[SUPPLIED MATERIAL Boundary: Start]

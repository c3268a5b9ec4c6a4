//! Per-collection document store backing both indexes.

use std::collections::HashMap;
use std::sync::Arc;

use tokio::sync::RwLock;
use tracing::{info, warn};

use nlq_core::{CollectionTag, Document, Embedder, ScoredDocument};

use crate::lexical::LexicalIndex;
use crate::vector::VectorIndex;

struct Collection {
    lexical: LexicalIndex,
    vector: VectorIndex,
}

impl Collection {
    fn empty() -> Self {
        Self {
            lexical: LexicalIndex::empty(),
            vector: VectorIndex::empty(),
        }
    }
}

/// Holds the three knowledge collections and their indexes.
///
/// Replacement is wholesale per collection: sync hands over the full
/// document set and both indexes are rebuilt. Reads never block on a
/// sync of a different collection.
pub struct DocumentStore {
    collections: HashMap<CollectionTag, RwLock<Collection>>,
}

impl DocumentStore {
    pub fn new() -> Self {
        let mut collections = HashMap::new();
        for tag in CollectionTag::ALL {
            collections.insert(tag, RwLock::new(Collection::empty()));
        }
        Self { collections }
    }

    fn collection(&self, tag: CollectionTag) -> &RwLock<Collection> {
        // The map is populated for every tag at construction.
        &self.collections[&tag]
    }

    /// Replace a collection's documents and rebuild both indexes.
    ///
    /// Documents are embedded here when the embedder is available; if
    /// it is not, the vector index stays empty and retrieval over this
    /// collection degrades to keyword-only.
    pub async fn replace(
        &self,
        tag: CollectionTag,
        mut documents: Vec<Document>,
        embedder: &Arc<dyn Embedder + Send + Sync>,
    ) {
        let mut embedded = 0usize;
        if embedder.available() {
            for doc in &mut documents {
                match embedder.embed(&doc.content).await {
                    Ok(vector) => {
                        doc.embedding = Some(vector);
                        embedded += 1;
                    }
                    Err(e) => {
                        warn!("Failed to embed document {}: {}", doc.id, e);
                    }
                }
            }
        }

        let vector = if embedded > 0 {
            VectorIndex::build(documents.clone(), embedder.dimension())
        } else {
            VectorIndex::empty()
        };
        let lexical = LexicalIndex::build(documents);

        let mut collection = self.collection(tag).write().await;
        info!(
            "Rebuilt collection {}: {} documents, {} embedded",
            tag,
            lexical.len(),
            embedded
        );
        *collection = Collection { lexical, vector };
    }

    pub async fn lexical_search(
        &self,
        tag: CollectionTag,
        query: &str,
        k: usize,
    ) -> Vec<ScoredDocument> {
        self.collection(tag).read().await.lexical.search(query, k)
    }

    pub async fn vector_search(
        &self,
        tag: CollectionTag,
        query: &[f32],
        k: usize,
    ) -> Vec<ScoredDocument> {
        self.collection(tag).read().await.vector.search(query, k)
    }

    pub async fn len(&self, tag: CollectionTag) -> usize {
        self.collection(tag).read().await.lexical.len()
    }
}

impl Default for DocumentStore {
    fn default() -> Self {
        Self::new()
    }
}
//! SQL generation: one prompt in, one extracted statement out.

use std::sync::Arc;

use tracing::{debug, info};

use nlq_core::{CompletionClient, GeneratedSql, Result};

use crate::extract::extract_sql;

/// Turns a fully assembled prompt into a candidate SQL statement.
///
/// Thin by design: prompt assembly and retry policy live with the
/// workflow; this only owns the completion call and extraction.
pub struct SqlGenerator {
    client: Arc<dyn CompletionClient + Send + Sync>,
}

impl SqlGenerator {
    pub fn new(client: Arc<dyn CompletionClient + Send + Sync>) -> Self {
        Self { client }
    }

    pub async fn generate(&self, prompt: &str) -> Result<GeneratedSql> {
        let response = self.client.complete(prompt).await?;
        debug!("Model response: {} chars", response.len());

        let generated = extract_sql(&response)?;
        info!(
            "Extracted SQL candidate ({} chars, {} params)",
            generated.sql.len(),
            generated.params.len()
        );
        Ok(generated)
    }
}

#[cfg(test)]
mod tests {
    use super::*;
    use async_trait::async_trait;

    struct FixedClient {
        response: String,
    }

    #[async_trait]
    impl CompletionClient for FixedClient {
        async fn complete(&self, _prompt: &str) -> Result<String> {
            Ok(self.response.clone())
        }
    }

    #[tokio::test]
    async fn test_generate_extracts_from_response() {
        let client = Arc::new(FixedClient {
            response: "```sql\nSELECT sum(total) FROM orders\n```".to_string(),
        });
        let generator = SqlGenerator::new(client);

        let out = generator.generate("prompt").await.unwrap();
        assert_eq!(out.sql, "SELECT sum(total) FROM orders");
    }

    #[tokio::test]
    async fn test_generate_surfaces_no_sql_found() {
        let client = Arc::new(FixedClient {
            response: "I don't know.".to_string(),
        });
        let generator = SqlGenerator::new(client);

        let err = generator.generate("prompt").await.unwrap_err();
        assert_eq!(err.code(), "NO_SQL_FOUND");
        assert!(err.retryable());
    }
}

[SUPPLIED MATERIAL Boundary: End]

— EXERCISE AIM —
Look through the material above. Copy each line where the word "query" appears.

— OUTPUT OF THE TASK —
        query: &str,
        self.collection(tag).read().await.lexical.search(query, k)
        query: &[f32],
        self.collection(tag).read().await.vector.search(query, k)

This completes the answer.